• **Supplied entries**:
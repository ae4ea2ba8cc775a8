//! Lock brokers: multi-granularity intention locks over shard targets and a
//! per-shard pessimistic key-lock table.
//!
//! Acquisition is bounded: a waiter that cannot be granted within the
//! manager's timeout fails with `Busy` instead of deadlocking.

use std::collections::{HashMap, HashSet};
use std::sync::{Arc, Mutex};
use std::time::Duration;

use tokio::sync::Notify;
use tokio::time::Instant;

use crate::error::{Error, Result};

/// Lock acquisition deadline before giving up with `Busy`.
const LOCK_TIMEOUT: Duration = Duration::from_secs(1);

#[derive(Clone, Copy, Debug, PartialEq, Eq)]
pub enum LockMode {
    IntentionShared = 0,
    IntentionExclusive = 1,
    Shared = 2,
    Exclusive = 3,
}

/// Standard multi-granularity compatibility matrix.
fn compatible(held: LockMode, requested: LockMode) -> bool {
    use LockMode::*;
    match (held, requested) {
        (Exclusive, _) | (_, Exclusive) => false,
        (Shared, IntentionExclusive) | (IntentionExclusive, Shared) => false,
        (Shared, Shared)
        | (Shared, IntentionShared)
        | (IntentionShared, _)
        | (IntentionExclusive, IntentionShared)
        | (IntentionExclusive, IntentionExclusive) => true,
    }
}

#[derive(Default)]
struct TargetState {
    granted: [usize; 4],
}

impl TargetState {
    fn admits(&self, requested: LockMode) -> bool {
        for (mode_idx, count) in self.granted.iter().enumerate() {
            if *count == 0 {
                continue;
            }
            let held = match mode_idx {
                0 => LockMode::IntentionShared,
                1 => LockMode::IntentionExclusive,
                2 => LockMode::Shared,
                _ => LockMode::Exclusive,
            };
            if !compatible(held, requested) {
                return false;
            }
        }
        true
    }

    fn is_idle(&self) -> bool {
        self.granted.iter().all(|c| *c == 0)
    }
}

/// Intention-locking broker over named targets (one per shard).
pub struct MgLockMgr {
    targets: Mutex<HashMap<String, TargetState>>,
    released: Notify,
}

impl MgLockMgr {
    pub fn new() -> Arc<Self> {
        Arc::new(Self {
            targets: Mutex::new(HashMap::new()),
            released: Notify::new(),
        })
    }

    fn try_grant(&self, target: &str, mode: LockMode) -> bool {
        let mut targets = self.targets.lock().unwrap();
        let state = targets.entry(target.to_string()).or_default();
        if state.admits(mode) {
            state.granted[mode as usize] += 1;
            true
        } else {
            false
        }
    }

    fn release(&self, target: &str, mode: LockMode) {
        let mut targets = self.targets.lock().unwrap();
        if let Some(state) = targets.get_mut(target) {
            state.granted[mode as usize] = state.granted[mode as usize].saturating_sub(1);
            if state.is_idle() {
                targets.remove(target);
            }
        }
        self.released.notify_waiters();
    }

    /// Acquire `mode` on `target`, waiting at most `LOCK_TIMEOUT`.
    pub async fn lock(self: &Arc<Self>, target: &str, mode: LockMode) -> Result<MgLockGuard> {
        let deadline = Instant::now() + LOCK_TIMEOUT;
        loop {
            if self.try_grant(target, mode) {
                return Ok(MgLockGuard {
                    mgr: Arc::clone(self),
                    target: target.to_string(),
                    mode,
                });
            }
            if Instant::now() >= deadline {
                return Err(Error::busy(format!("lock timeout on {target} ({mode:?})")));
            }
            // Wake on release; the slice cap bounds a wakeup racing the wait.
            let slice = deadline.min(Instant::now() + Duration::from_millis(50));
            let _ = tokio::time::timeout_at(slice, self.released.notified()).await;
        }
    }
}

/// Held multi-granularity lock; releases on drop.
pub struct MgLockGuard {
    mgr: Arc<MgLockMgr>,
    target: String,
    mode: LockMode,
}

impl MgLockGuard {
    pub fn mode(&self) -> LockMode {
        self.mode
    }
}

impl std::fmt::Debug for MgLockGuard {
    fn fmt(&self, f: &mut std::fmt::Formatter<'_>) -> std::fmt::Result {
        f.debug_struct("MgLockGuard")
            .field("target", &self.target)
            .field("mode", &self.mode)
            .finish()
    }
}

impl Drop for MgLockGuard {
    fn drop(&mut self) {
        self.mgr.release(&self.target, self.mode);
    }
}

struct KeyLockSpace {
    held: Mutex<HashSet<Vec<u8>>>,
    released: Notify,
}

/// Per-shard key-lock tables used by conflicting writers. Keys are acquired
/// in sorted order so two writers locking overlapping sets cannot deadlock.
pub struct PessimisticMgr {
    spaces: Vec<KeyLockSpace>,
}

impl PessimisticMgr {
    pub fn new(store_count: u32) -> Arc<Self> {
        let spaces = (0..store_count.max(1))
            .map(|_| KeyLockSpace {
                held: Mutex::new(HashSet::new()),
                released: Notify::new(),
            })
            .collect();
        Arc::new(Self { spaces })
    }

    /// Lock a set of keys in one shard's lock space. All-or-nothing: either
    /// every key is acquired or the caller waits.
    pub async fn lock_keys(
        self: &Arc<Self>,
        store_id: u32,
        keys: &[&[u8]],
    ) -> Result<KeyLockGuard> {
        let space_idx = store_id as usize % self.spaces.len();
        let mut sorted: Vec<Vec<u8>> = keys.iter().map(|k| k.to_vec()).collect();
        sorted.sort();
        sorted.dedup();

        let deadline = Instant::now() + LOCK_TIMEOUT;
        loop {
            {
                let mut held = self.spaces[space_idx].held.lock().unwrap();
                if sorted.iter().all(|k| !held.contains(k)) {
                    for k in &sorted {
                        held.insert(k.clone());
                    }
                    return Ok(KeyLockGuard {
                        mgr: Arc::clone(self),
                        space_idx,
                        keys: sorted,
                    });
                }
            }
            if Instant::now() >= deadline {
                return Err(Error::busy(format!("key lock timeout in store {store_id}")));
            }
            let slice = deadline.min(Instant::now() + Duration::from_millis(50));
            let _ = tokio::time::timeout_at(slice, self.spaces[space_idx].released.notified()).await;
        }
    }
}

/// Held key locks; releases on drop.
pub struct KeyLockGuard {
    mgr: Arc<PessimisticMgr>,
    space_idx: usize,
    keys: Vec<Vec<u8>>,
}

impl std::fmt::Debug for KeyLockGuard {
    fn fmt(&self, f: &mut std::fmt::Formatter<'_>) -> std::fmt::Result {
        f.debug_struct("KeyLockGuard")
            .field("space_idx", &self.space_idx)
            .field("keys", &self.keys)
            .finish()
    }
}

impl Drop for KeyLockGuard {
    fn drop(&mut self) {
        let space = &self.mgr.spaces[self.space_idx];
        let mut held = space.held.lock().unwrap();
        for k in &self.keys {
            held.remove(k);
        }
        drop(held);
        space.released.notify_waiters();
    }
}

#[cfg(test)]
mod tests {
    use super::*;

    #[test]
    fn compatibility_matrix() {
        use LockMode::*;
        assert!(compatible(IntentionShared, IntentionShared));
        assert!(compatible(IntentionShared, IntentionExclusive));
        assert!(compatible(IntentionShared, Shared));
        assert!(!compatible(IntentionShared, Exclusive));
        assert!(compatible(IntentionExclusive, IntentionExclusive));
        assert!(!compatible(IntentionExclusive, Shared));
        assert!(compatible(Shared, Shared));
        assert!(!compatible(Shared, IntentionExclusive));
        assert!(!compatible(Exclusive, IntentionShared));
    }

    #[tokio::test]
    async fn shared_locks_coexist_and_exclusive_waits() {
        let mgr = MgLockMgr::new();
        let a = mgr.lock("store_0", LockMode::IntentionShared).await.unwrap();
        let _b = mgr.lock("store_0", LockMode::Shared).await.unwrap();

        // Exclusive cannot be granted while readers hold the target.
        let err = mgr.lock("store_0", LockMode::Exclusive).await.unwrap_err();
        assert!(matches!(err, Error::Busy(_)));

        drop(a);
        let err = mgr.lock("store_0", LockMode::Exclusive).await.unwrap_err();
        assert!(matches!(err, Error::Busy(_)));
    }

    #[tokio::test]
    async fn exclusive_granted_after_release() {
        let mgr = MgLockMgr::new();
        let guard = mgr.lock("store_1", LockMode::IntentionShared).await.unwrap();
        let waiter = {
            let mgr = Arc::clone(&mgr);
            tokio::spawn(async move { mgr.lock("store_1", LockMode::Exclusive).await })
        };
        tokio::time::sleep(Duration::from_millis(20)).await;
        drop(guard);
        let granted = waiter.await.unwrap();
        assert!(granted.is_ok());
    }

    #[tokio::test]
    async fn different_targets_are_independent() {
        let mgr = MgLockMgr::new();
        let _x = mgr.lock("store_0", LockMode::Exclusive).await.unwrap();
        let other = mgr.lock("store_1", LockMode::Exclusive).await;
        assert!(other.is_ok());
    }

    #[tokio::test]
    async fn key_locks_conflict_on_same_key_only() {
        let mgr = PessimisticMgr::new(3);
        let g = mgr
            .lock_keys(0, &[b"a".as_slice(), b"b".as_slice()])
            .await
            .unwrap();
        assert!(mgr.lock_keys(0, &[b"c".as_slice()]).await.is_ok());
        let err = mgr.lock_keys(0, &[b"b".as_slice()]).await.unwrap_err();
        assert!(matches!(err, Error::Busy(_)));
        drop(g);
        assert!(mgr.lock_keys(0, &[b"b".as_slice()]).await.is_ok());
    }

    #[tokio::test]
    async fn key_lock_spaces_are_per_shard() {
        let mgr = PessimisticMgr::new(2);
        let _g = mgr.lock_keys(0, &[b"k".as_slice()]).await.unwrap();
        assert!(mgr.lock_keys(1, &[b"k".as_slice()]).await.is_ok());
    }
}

---

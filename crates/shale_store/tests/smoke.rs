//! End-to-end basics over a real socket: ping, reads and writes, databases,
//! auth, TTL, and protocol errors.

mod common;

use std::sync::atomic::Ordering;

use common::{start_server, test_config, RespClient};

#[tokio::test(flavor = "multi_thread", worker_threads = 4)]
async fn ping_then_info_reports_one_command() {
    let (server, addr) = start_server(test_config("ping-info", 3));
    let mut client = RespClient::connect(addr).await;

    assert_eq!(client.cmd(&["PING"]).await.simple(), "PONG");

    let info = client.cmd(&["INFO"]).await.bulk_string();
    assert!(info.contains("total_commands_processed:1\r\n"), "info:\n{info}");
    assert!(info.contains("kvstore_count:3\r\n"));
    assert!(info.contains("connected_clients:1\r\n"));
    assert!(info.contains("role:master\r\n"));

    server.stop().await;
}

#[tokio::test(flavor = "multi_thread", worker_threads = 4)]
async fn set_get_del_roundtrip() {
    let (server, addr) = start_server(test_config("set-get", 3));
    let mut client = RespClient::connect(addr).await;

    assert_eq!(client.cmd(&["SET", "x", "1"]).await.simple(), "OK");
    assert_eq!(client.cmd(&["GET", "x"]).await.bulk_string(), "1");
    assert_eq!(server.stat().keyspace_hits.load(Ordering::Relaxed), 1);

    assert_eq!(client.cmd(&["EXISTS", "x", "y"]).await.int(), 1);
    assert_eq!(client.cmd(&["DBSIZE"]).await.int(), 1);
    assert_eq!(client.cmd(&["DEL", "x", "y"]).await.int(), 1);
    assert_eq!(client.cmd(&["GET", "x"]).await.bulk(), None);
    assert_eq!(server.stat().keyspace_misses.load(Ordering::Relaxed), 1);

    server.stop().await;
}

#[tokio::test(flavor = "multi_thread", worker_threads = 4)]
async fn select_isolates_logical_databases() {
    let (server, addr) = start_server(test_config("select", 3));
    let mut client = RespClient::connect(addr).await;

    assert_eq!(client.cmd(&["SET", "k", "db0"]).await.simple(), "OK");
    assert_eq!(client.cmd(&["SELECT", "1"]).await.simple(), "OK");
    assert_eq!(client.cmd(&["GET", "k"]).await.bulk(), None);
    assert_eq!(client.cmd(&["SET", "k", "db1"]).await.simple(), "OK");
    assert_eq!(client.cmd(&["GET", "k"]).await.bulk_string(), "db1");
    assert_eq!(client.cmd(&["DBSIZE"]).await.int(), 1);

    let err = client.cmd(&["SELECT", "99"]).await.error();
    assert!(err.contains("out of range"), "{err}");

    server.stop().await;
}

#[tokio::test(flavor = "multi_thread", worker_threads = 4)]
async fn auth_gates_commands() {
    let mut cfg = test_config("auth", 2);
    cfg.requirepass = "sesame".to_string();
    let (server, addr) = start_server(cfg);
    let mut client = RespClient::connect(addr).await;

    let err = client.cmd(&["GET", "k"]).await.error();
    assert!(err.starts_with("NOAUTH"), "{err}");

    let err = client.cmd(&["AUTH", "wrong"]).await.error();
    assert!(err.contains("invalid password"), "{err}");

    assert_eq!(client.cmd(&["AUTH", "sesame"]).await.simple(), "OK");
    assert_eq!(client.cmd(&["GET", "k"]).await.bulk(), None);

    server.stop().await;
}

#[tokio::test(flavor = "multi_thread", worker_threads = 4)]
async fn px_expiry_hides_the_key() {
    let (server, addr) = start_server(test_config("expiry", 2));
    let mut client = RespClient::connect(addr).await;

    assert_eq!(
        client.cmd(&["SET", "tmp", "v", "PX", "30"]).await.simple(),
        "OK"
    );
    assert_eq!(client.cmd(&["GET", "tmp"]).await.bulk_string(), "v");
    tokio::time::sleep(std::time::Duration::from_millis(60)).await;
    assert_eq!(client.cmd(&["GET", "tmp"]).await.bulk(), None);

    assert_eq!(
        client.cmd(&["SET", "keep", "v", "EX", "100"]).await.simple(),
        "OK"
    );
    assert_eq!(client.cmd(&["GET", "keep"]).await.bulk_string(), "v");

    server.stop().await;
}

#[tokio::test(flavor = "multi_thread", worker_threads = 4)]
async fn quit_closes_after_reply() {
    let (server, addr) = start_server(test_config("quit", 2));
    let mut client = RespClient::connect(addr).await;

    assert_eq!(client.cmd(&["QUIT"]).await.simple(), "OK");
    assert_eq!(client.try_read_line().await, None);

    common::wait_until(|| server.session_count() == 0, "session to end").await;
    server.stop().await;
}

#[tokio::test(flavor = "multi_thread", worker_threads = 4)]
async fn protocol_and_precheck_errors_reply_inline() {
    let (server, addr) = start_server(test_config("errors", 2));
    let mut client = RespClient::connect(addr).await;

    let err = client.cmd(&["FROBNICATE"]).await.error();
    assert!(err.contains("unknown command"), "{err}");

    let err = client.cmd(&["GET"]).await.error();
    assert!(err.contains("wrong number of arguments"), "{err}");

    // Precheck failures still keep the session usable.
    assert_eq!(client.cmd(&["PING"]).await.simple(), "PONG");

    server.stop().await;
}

==

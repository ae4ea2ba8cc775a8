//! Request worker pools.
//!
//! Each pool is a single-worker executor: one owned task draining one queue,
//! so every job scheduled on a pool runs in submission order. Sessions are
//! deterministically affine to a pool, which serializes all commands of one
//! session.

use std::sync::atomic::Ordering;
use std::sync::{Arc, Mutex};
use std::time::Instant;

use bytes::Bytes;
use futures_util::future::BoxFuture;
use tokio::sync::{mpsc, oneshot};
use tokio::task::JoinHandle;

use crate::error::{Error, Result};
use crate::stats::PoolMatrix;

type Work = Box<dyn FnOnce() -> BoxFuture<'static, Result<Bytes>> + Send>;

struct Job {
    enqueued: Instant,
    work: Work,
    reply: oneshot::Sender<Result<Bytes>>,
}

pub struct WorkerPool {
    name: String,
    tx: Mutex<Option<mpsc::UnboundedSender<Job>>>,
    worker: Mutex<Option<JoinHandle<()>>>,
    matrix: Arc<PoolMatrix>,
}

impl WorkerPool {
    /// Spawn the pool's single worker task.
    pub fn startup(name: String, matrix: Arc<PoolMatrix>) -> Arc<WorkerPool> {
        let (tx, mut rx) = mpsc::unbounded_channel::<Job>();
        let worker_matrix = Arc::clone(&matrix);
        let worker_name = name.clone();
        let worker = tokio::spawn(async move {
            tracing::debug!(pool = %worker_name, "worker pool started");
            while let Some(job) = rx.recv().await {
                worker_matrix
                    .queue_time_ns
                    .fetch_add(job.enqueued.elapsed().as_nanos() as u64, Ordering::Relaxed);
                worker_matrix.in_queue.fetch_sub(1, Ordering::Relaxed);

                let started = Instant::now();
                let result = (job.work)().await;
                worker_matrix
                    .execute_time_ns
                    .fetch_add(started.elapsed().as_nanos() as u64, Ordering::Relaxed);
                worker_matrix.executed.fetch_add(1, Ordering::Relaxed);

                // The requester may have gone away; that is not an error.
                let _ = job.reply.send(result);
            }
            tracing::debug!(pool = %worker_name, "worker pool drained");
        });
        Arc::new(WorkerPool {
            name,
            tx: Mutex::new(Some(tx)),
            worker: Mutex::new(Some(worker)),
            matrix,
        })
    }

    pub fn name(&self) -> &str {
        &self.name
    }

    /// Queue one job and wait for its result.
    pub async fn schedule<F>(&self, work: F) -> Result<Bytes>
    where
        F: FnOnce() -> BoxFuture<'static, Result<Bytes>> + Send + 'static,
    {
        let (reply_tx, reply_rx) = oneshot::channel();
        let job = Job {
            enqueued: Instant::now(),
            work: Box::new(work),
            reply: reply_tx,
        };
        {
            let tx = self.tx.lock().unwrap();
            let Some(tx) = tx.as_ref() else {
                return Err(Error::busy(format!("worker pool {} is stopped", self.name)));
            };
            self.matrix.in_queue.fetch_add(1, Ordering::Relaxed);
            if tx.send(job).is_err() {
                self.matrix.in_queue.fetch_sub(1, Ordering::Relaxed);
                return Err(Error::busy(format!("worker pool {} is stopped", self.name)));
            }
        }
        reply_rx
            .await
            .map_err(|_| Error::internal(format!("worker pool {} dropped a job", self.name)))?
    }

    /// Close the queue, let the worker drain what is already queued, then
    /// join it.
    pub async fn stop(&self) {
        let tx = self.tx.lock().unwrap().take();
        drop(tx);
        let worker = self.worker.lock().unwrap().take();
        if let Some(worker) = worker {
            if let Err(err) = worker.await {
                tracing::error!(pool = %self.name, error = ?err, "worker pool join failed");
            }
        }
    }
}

• **Exercise brief**:
Looking at the records, how many of the lines contain the string "tests"? Only the number should be given.

• **Response area**:
2